Most important, from a life cycle perspective, is the indisputable fact that an individual's productive capacity varies over the life cycle. Newborn humans are unable to survive without the support of older, more able-bodied custodians. Many years of care, education and training are needed before children have acquired the productive potential of an average adult. Similarly, when people grow older, their individual productive capacity tends to decrease, until it finally falls short of what they need for survival. Towards the end of life, we are often as helpless as we were as newborn babies. By contrast, most adults have a capacity to produce more than they need for their own immediate survival. They are not only able to support themselves, but they also typically act as providers. Moreover, in the course of the life cycle, people acquire experience, and they also tend to build up savings. In consequence, middle aged people are often richer in resources that younger adults. All in all, the youngest and the oldest members of a society constitute an economic burden, while working adults – and in particular the middle aged – produce the surplus on which economic growth and development depend.
Source: Bo Malmberg and Lena Sommestad: Four Phases in the Demographic Transition
LINK

Initial response. I really like the categorisation of modern societies into four 'ages' - from child via mature adult to old age - as this once more seems to me to put the question of history and evolution back into economic theory. It also provides a nice angle from which to begin to reconsider all the long-wave stuff which seems to have plagued much of business cycle studies. One of the early problems I would identify is that it doesn't extrapolate very far about the fourth, and 'final' phase. Clearly this ageing stage produces a demographic structure which is then, in theory, perpetuating, ad infinitum. This raises all kinds of interesting and difficult question. After senility, what next? Not that I have anything special to offer here, I'm not trying to get into futuristic speculation - I'll leave that to Kurtzweil - but the existence of the problem needs noting, at least as a horizon. Of course, if it were given to us to know what lay out there, just over the horizon.....

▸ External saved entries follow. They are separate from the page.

use crate::adapters::smtp::MailTransport;
use crate::domain::email::EmailRequest;
use crate::domain::outcome::{DispatchOutcome, DispatchStatus, RequestContext};
use crate::services::attachment_service::AttachmentService;
use crate::services::composer::MessageComposer;
use crate::services::recorder::ResultRecorder;
use opentelemetry::{
    KeyValue, global,
    metrics::{Counter, Histogram},
};
use std::sync::Arc;
use std::time::{Duration, Instant};
use tokio_util::task::TaskTracker;
use tracing::Instrument;
use uuid::Uuid;

const SENT_DETAIL: &str = "Email sent successfully";

#[derive(Clone, Debug)]
struct Metrics {
    dispatched: Counter<u64>,
    duration: Histogram<f64>,
}

impl Metrics {
    fn new() -> Self {
        let meter = global::meter("mail-gateway");
        Self {
            dispatched: meter
                .u64_counter("mail_dispatch_total")
                .with_description("Total number of dispatch attempts by terminal status")
                .build(),
            duration: meter
                .f64_histogram("mail_dispatch_duration_seconds")
                .with_description("Time from hand-off to recorded outcome")
                .with_unit("s")
                .build(),
        }
    }
}

/// Everything a background dispatch needs, captured at acceptance time.
#[derive(Debug, Clone)]
pub struct DispatchJob {
    pub email_id: Uuid,
    pub request: EmailRequest,
    pub context: RequestContext,
    /// Object keys of the staged attachments.
    pub attachment_keys: Vec<String>,
}

struct Attempt {
    outcome: DispatchOutcome,
    debug_dump: Option<Vec<u8>>,
}

/// Runs compose, deliver and record detached from the HTTP request.
///
/// Every job ends in exactly one outcome record. A job is never retried.
#[derive(Clone, Debug)]
pub struct Dispatcher {
    composer: MessageComposer,
    transport: Arc<dyn MailTransport>,
    attachments: Option<AttachmentService>,
    recorder: ResultRecorder,
    tracker: TaskTracker,
    metrics: Metrics,
}

impl Dispatcher {
    #[must_use]
    pub fn new(
        composer: MessageComposer,
        transport: Arc<dyn MailTransport>,
        attachments: Option<AttachmentService>,
        recorder: ResultRecorder,
    ) -> Self {
        Self { composer, transport, attachments, recorder, tracker: TaskTracker::new(), metrics: Metrics::new() }
    }

    /// Hands a job to the background. Returns immediately.
    pub fn dispatch(&self, job: DispatchJob) {
        let span = tracing::info_span!(
            "dispatch",
            email_id = %job.email_id,
            attachment_count = job.attachment_keys.len(),
            status = tracing::field::Empty,
        );
        let this = self.clone();
        self.tracker.spawn(
            async move {
                this.run(job).await;
            }
            .instrument(span),
        );
    }

    /// Runs one job to completion and records its outcome.
    ///
    /// The attempt itself runs in a nested task, so a panic while composing
    /// or delivering is turned into a `failure` record instead of being lost.
    pub async fn run(&self, job: DispatchJob) -> DispatchOutcome {
        let started = Instant::now();
        let email_id = job.email_id;
        let context = job.context.clone();
        let message_length = job.request.approximate_length();

        let this = self.clone();
        let attempt = tokio::spawn(async move { this.attempt(job).await }.in_current_span()).await;

        let Attempt { outcome, debug_dump } = match attempt {
            Ok(attempt) => attempt,
            Err(e) => {
                tracing::error!(error = %e, "Dispatch task aborted");
                Attempt {
                    outcome: DispatchOutcome::new(
                        email_id,
                        DispatchStatus::Failure,
                        format!("Failed to send email: {e}"),
                        &context,
                        message_length,
                    ),
                    debug_dump: None,
                }
            }
        };

        tracing::Span::current().record("status", outcome.status.as_str());

        if let Err(e) = self.recorder.record(&outcome).await {
            tracing::error!(error = %e, "Failed to persist outcome record");
        }

        if let Some(dump) = debug_dump
            && let Err(e) = self.recorder.record_debug(outcome.timestamp.date(), email_id, &dump).await
        {
            tracing::error!(error = %e, "Failed to persist debug dump");
        }

        self.metrics.dispatched.add(1, &[KeyValue::new("status", outcome.status.as_str())]);
        self.metrics.duration.record(started.elapsed().as_secs_f64(), &[]);

        outcome
    }

    async fn attempt(&self, job: DispatchJob) -> Attempt {
        let DispatchJob { email_id, request, context, attachment_keys } = job;
        let failure = |detail: String, length: usize| Attempt {
            outcome: DispatchOutcome::new(email_id, DispatchStatus::Failure, detail, &context, length),
            debug_dump: None,
        };

        let resolved = if attachment_keys.is_empty() {
            Vec::new()
        } else {
            let fetched = match &self.attachments {
                Some(service) => service.resolve(&attachment_keys).await.map_err(|e| e.to_string()),
                None => Err("attachment storage is not configured".to_string()),
            };
            match fetched {
                Ok(resolved) => resolved,
                Err(e) => {
                    tracing::warn!(error = %e, "Failed to fetch staged attachments");
                    return failure(format!("Failed to add attachment: {e}"), 0);
                }
            }
        };

        let message_length = request.approximate_length();

        let composed = match self.composer.compose(&request, resolved, email_id) {
            Ok(composed) => composed,
            Err(e) => {
                tracing::warn!(error = %e, "Failed to compose message");
                return failure(format!("Failed to send email: {e}"), message_length);
            }
        };

        let debug_dump = request.debug.then(|| composed.formatted());

        if let Err(e) = self.transport.deliver(composed.into_message()).await {
            tracing::warn!(error = %e, "Delivery failed");
            return failure(format!("Failed to send email: {e}"), message_length);
        }

        tracing::info!("Email delivered");
        Attempt {
            outcome: DispatchOutcome::new(email_id, DispatchStatus::Success, SENT_DETAIL, &context, message_length),
            debug_dump,
        }
    }

    /// Number of dispatches currently in flight.
    #[must_use]
    pub fn in_flight(&self) -> usize {
        self.tracker.len()
    }

    /// Stops tracking new work and waits up to `timeout` for in-flight
    /// dispatches. Returns `false` if the deadline passed first.
    pub async fn drain(&self, timeout: Duration) -> bool {
        self.tracker.close();
        tokio::time::timeout(timeout, self.tracker.wait()).await.is_ok()
    }
}

#[cfg(test)]
mod tests {
    use super::*;
    use crate::adapters::smtp::TransportError;
    use crate::adapters::storage::{MemoryStorage, ObjectStorage};
    use crate::domain::attachment::{AttachmentLimits, AttachmentUpload, object_key};
    use crate::services::composer::SenderIdentity;
    use async_trait::async_trait;
    use bytes::Bytes;
    use lettre::Message;
    use std::path::PathBuf;
    use tokio::sync::Mutex;

    #[derive(Debug, Default)]
    struct Recording {
        sent: Mutex<Vec<Vec<u8>>>,
    }

    #[async_trait]
    impl MailTransport for Recording {
        async fn deliver(&self, message: Message) -> Result<(), TransportError> {
            self.sent.lock().await.push(message.formatted());
            Ok(())
        }
    }

    #[derive(Debug)]
    struct Refusing;

    #[async_trait]
    impl MailTransport for Refusing {
        async fn deliver(&self, _message: Message) -> Result<(), TransportError> {
            Err(TransportError::Delivery("554 relay access denied".into()))
        }
    }

    #[derive(Debug)]
    struct Exploding;

    #[async_trait]
    impl MailTransport for Exploding {
        #[allow(clippy::panic)]
        async fn deliver(&self, _message: Message) -> Result<(), TransportError> {
            panic!("transport bug");
        }
    }

    fn composer() -> MessageComposer {
        MessageComposer::new(SenderIdentity {
            address: "sender@example.com".into(),
            display: "sender@example.com".into(),
            domain: "example.com".into(),
            authenticated: true,
        })
    }

    fn temp_root() -> PathBuf {
        std::env::temp_dir().join(format!("mail-gateway-dispatch-{}", Uuid::new_v4()))
    }

    fn job(debug: bool) -> DispatchJob {
        DispatchJob {
            email_id: Uuid::new_v4(),
            request: EmailRequest {
                recipient_email: "user@example.com".into(),
                subject: "Hi".into(),
                body: "Hello".into(),
                body_type: "plain".into(),
                debug,
            },
            context: RequestContext { client_ip: "198.51.100.4".into(), ..RequestContext::default() },
            attachment_keys: Vec::new(),
        }
    }

    #[tokio::test]
    async fn test_success_is_recorded() {
        let root = temp_root();
        let transport = Arc::new(Recording::default());
        let dispatcher = Dispatcher::new(composer(), transport.clone(), None, ResultRecorder::new(&root));

        let job = job(false);
        let id = job.email_id;
        let outcome = dispatcher.run(job).await;

        assert_eq!(outcome.status, DispatchStatus::Success);
        assert_eq!(outcome.detail, "Email sent successfully");
        assert_eq!(outcome.message_length, "user@example.com".len() + 2 + 5);
        assert_eq!(outcome.client_ip, "198.51.100.4");

        let sent = transport.sent.lock().await;
        assert_eq!(sent.len(), 1);
        let text = String::from_utf8_lossy(&sent[0]);
        assert!(text.contains(&format!("<{id}@example.com>")), "{text}");

        let path = ResultRecorder::new(&root).outcome_path(&outcome);
        assert!(path.exists());
        assert!(!path.parent().unwrap().parent().unwrap().join("debug").exists());

        let _ = tokio::fs::remove_dir_all(&root).await;
    }

    #[tokio::test]
    async fn test_debug_flag_writes_dump_on_success() {
        let root = temp_root();
        let recorder = ResultRecorder::new(&root);
        let dispatcher = Dispatcher::new(composer(), Arc::new(Recording::default()), None, recorder.clone());

        let job = job(true);
        let id = job.email_id;
        let outcome = dispatcher.run(job).await;

        let dump_path = recorder.debug_path(outcome.timestamp.date(), id);
        let dump = std::fs::read_to_string(dump_path).unwrap();
        assert!(dump.contains("Subject: Hi"), "{dump}");

        let _ = tokio::fs::remove_dir_all(&root).await;
    }

    #[tokio::test]
    async fn test_transport_failure_is_recorded_not_retried() {
        let root = temp_root();
        let recorder = ResultRecorder::new(&root);
        let dispatcher = Dispatcher::new(composer(), Arc::new(Refusing), None, recorder.clone());

        let outcome = dispatcher.run(job(true)).await;

        assert_eq!(outcome.status, DispatchStatus::Failure);
        assert_eq!(outcome.detail, "Failed to send email: 554 relay access denied");
        assert!(recorder.outcome_path(&outcome).ends_with(format!("failure/{}.json", outcome.email_id)));
        assert!(recorder.outcome_path(&outcome).exists());
        assert!(!recorder.debug_path(outcome.timestamp.date(), outcome.email_id).exists());

        let _ = tokio::fs::remove_dir_all(&root).await;
    }

    #[tokio::test]
    async fn test_panic_in_transport_becomes_failure() {
        let root = temp_root();
        let dispatcher = Dispatcher::new(composer(), Arc::new(Exploding), None, ResultRecorder::new(&root));

        let outcome = dispatcher.run(job(false)).await;
        assert_eq!(outcome.status, DispatchStatus::Failure);
        assert!(outcome.detail.starts_with("Failed to send email"), "{}", outcome.detail);

        let _ = tokio::fs::remove_dir_all(&root).await;
    }

    #[tokio::test]
    async fn test_missing_attachment_fails_with_zero_length() {
        let root = temp_root();
        let storage = Arc::new(MemoryStorage::new());
        let service = AttachmentService::new(storage.clone(), AttachmentLimits { max_count: 2, max_size_bytes: 1024 });
        let transport = Arc::new(Recording::default());
        let dispatcher = Dispatcher::new(composer(), transport.clone(), Some(service.clone()), ResultRecorder::new(&root));

        let handles = service.stage_all(vec![AttachmentUpload::new("a.txt", Bytes::from_static(b"abc"))]).await.unwrap();
        storage.delete(&handles[0].key).await.unwrap();

        let mut job = job(false);
        job.attachment_keys = handles.into_iter().map(|h| h.key).collect();
        let outcome = dispatcher.run(job).await;

        assert_eq!(outcome.status, DispatchStatus::Failure);
        assert!(outcome.detail.starts_with("Failed to add attachment: "), "{}", outcome.detail);
        assert_eq!(outcome.message_length, 0);
        assert!(transport.sent.lock().await.is_empty());

        let _ = tokio::fs::remove_dir_all(&root).await;
    }

    #[tokio::test]
    async fn test_attachment_name_is_decoded_from_key() {
        let root = temp_root();
        let storage = Arc::new(MemoryStorage::new());
        let service = AttachmentService::new(storage.clone(), AttachmentLimits { max_count: 2, max_size_bytes: 1024 });
        let transport = Arc::new(Recording::default());
        let dispatcher = Dispatcher::new(composer(), transport.clone(), Some(service.clone()), ResultRecorder::new(&root));

        let staged = service.stage_all(vec![AttachmentUpload::new("notes.txt", Bytes::from_static(b"abc"))]).await.unwrap();
        let raw_key = object_key(Uuid::new_v4(), "q3_report.pdf");
        storage.put(&raw_key, Bytes::from_static(b"%PDF-1.4"), "application/pdf").await.unwrap();

        let mut job = job(false);
        job.attachment_keys = vec![staged[0].key.clone(), raw_key];
        let outcome = dispatcher.run(job).await;
        assert_eq!(outcome.status, DispatchStatus::Success, "{}", outcome.detail);

        let sent = transport.sent.lock().await;
        let text = String::from_utf8_lossy(&sent[0]);
        assert!(text.contains("filename=\"notes.txt\""), "{text}");
        assert!(text.contains("filename=\"q3_report.pdf\""), "{text}");
        assert!(text.contains("application/pdf"), "{text}");
        assert!(!text.contains(&format!("filename=\"{}", staged[0].key)), "{text}");

        let _ = tokio::fs::remove_dir_all(&root).await;
    }

    #[tokio::test]
    async fn test_dispatch_runs_in_background_and_drains() {
        let root = temp_root();
        let recorder = ResultRecorder::new(&root);
        let transport = Arc::new(Recording::default());
        let dispatcher = Dispatcher::new(composer(), transport.clone(), None, recorder);

        for _ in 0..5 {
            dispatcher.dispatch(job(false));
        }
        assert!(dispatcher.drain(Duration::from_secs(5)).await);
        assert_eq!(dispatcher.in_flight(), 0);
        assert_eq!(transport.sent.lock().await.len(), 5);

        let _ = tokio::fs::remove_dir_all(&root).await;
    }
}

But then again, life in the age of science might become devoid of interest. Maybe it's the very uncertainty of the thing that motivates us.

On a more mundane level, I can't help feeling that the recent debates we've been having about credit and the expansion of monetary aggregates may have something to add to the Malmberg story. It may not surprise you to know that I think credit and growth expectations need to be introduced, among other things. Also technological change and human capital. But what I'm saying, I think, is that we seem to have here a very interesting platform, which can be enormously helpful in getting to grips with things we've previously found it difficult to get to grips with, and which may help to structure our thoughts, but we're not there yet. Einstein held that any good theory should be kept simple, but no more simple than the reality itself required.